Ch. Rehmat Ali for Appellants.
Ch. Imtiaz Ahmad for the State.
Dates of hearing: 30th March and 4th April, 1983.
Faqir Sain (60) son of Bhola, and his nephews Khurshid alias Said (22) and Sakhawat Ali (20) sons of Muhammad Sharif, Cultivators, residents of Kotli Lala, Police Station Phillaura, District Sialkot, were tried by the learned Additional Sessions Judge, Sialkot under sections 452, 302 and 324/34, P.P.C. on the allegations that on 9‑1‑1978 at about evening time they trespassed into the house of Nazar Bibi deceased having made preparation for causing hurt and at the same time and place, in furtherance of their common intention, committed the murder of aforesaid Mst. Nazar Bibi and caused simple injuries to her son Muhammad Arif P.W. By judgment, dated 4th March, 1979, they were convicted under sections 452, 323 and 302/34, P.P.C. and were sentenced to R.I. for one year each under section 452, P.P.C. R.I. for one year each under section 323/34, P.P.C. and imprisonment for life and a fine of Rs.2,000 each under section 302/34, P.P.C. with the direction that all the sentences shall run concurrently. Khurshid alias Said and Sakhawat Ali appellants have filed Criminal Appeal No. 373 of 1979 and Faqir Sain appellant has filed Criminal Appeal No. 458 of 1979 to challenge their conviction and sentences. Fazal Ahmad complainant filed Criminal Revision No. 460 of 1979 for enhancement of sentence which was ordered to be heard alongwith the criminal appeals. All these matters shall be disposed of by this judgment.

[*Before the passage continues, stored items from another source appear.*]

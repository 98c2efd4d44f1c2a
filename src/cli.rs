//! Command-line arguments. Flags override the `SCORESWING_*` environment.

use crate::config::{parse_max_strategy, parse_output_separator, parse_sort_key, Config, ConfigError};
use crate::orchestration::JobKind;
use clap::Parser;
use std::path::PathBuf;

/// Score-margin swing and hashtag rollup jobs over local files
#[derive(Parser, Debug)]
#[command(name = "scoreswing")]
#[command(version)]
pub struct Cli {
    /// Job to run
    #[arg(value_enum)]
    pub job: JobKind,

    /// Input file (`.lz4` files are decompressed)
    pub input: PathBuf,

    /// Output file; the run report is written next to it
    pub output: PathBuf,

    /// JSON substitution table for score tokens
    #[arg(long, value_name = "PATH")]
    pub lookup_table: Option<PathBuf>,

    /// Number of partition workers
    #[arg(short = 'p', long)]
    pub partitions: Option<u16>,

    /// Output key/value separator: tab or comma
    #[arg(long, value_name = "SEP")]
    pub separator: Option<String>,

    /// Write one CSV audit row per emitted delta
    #[arg(long, value_name = "PATH")]
    pub audit: Option<PathBuf>,

    /// Sort key before the running-max stage: full or super
    #[arg(long, value_name = "KEY")]
    pub sort_key: Option<String>,

    /// Max strategy: adjacent or group-scan
    #[arg(long, value_name = "STRATEGY")]
    pub max_strategy: Option<String>,

    /// Emit the last run at end of input
    #[arg(long, value_name = "BOOL")]
    pub flush_final_run: Option<bool>,
}

impl Cli {
    /// Layer the flags that were given on top of `config`.
    pub fn apply(&self, mut config: Config) -> Result<Config, ConfigError> {
        if let Some(path) = &self.lookup_table {
            config.lookup_table_path = path.clone();
        }
        if let Some(partitions) = self.partitions {
            if partitions == 0 {
                return Err(ConfigError::InvalidValue(
                    "--partitions".to_string(),
                    "must be at least 1".to_string(),
                ));
            }
            config.partitions = partitions;
        }
        if let Some(sep) = &self.separator {
            config.output_separator = parse_output_separator(sep)?;
        }
        if let Some(path) = &self.audit {
            config.audit_path = Some(path.clone());
        }
        if let Some(key) = &self.sort_key {
            config.sort_key = parse_sort_key(key)?;
        }
        if let Some(strategy) = &self.max_strategy {
            config.max_strategy = parse_max_strategy(strategy)?;
        }
        if let Some(flush) = self.flush_final_run {
            config.flush_final_run = flush;
        }
        Ok(config)
    }
}

#[cfg(test)]
mod tests {
    use super::*;
    use crate::config::{MaxStrategy, OutputSeparator};
    use crate::domain::SortKey;

    #[test]
    fn test_positional_arguments() {
        let cli = Cli::try_parse_from(["scoreswing", "team-swing", "in.csv", "out.txt"]).unwrap();
        assert_eq!(cli.job, JobKind::TeamSwing);
        assert_eq!(cli.input, PathBuf::from("in.csv"));
        assert_eq!(cli.output, PathBuf::from("out.txt"));
        assert_eq!(cli.apply(Config::default()).unwrap(), Config::default());
    }

    #[test]
    fn test_missing_arguments_rejected() {
        assert!(Cli::try_parse_from(["scoreswing", "team-swing", "in.csv"]).is_err());
        assert!(Cli::try_parse_from(["scoreswing", "no-such-job", "a", "b"]).is_err());
    }

    #[test]
    fn test_flags_override_config() {
        let cli = Cli::try_parse_from([
            "scoreswing",
            "hashtags-monthly",
            "in.csv",
            "out.txt",
            "--partitions",
            "8",
            "--separator",
            "comma",
            "--sort-key",
            "super",
            "--max-strategy",
            "group-scan",
            "--flush-final-run",
            "false",
            "--audit",
            "audit.csv",
        ])
        .unwrap();
        let config = cli.apply(Config::default()).unwrap();
        assert_eq!(config.partitions, 8);
        assert_eq!(config.output_separator, OutputSeparator::Comma);
        assert_eq!(config.sort_key, SortKey::Super);
        assert_eq!(config.max_strategy, MaxStrategy::GroupScan);
        assert!(!config.flush_final_run);
        assert_eq!(config.audit_path, Some(PathBuf::from("audit.csv")));
    }

    #[test]
    fn test_invalid_flag_values() {
        let cli = Cli::try_parse_from(["scoreswing", "team-swing", "a", "b", "--separator", "pipe"])
            .unwrap();
        assert!(cli.apply(Config::default()).is_err());

        let cli = Cli::try_parse_from(["scoreswing", "team-swing", "a", "b", "-p", "0"]).unwrap();
        assert!(cli.apply(Config::default()).is_err());
    }
}
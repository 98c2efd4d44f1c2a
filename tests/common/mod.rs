//! Shared fixtures for integration tests.
#![allow(dead_code)]

use scoreswing::Config;
use std::path::PathBuf;

/// Build a 25-field match-event row.
pub fn event(match_id: &str, period: &str, player: (&str, &str), team: &str, score: &str) -> String {
    let mut fields = vec![String::new(); 25];
    fields[0] = "evt".to_string();
    fields[2] = match_id.to_string();
    fields[5] = period.to_string();
    fields[6] = player.0.to_string();
    fields[7] = player.1.to_string();
    fields[11] = team.to_string();
    fields[24] = score.to_string();
    fields.join(",")
}

pub fn shipped_lookup_table() -> PathBuf {
    PathBuf::from(env!("CARGO_MANIFEST_DIR")).join("resources/month_to_score.json")
}

pub fn test_config(partitions: u16) -> Config {
    Config {
        lookup_table_path: shipped_lookup_table(),
        partitions,
        ..Config::default()
    }
}

/// Two matches, each opening 0-0, plus one malformed row and one bad score.
pub fn two_match_fixture() -> Vec<String> {
    vec![
        event("100", "1", ("201", "Jones"), "LAL", "0-0"),
        event("100", "1", ("201", "Jones"), "LAL", "2-0"),
        event("100", "1", ("305", "Smith"), "BOS", "2-3"),
        event("100", "1", ("305", "Smith"), "BOS", "x-y"),
        event("100", "2", ("201", "Jones"), "LAL", "7-3"),
        event("100", "2", ("305", "Smith"), "BOS", "7-Oct"),
        "truncated,row,100".to_string(),
        event("200", "1", ("305", "Smith"), "BOS", "0-0"),
        event("200", "1", ("305", "Smith"), "BOS", "0-5"),
        event("200", "2", ("201", "Jones"), "LAL", "4-5"),
    ]
}

pub const POSTS: [&str; 5] = [
    r#""0","1467810369","Mon Apr 06 22:19:45 PDT 2009","NO_QUERY","user","Just another #Example tweet""#,
    r##""0","1467810370","Mon Apr 06 23:00:00 PDT 2009","NO_QUERY","user","#example again http://t.co/#notatag""##,
    r##""4","1467810371","Tue May 05 10:00:00 PDT 2009","NO_QUERY","user","#Rust is #fun!""##,
    r##""4","1467810372","not a date","NO_QUERY","user","#Fun""##,
    "just,a,line",
];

2. The F.I.R. version of the occurrence is that on 8‑1‑1978 Muhammad Arif P.W. went to the house of Mst. Razia (sister of Khurshid alias Said and Sakhawat Ali and niece of Faqir Sain appellants) and disgraced her by catching her arm. On 9‑ I‑1978 at about evening time Faqir Sain armed with hatchet and Khurshid alias Said and Sakhawat Ali armed with Sotas trespassed into the house of the father of Muhammad Arif P.W. in order to take revenge of the earlier incident. Muhammad Arif P.W. and his mother Mst. Nazar Bibi were present in the courtyard of their house. Faqir Sain appellant gave a hatchet blow on the head of Mst. Nazar Bibi who succumbed to her injury there and then. Fazal Ahmad complainant and Muhammad Arif P.W. tried to intervene, upon which IChurshid alias Said and Sakhawat Ali gave one Sota blow each to Muhammad Arif and thereafter all of them fled away from the spot raising Lalkara.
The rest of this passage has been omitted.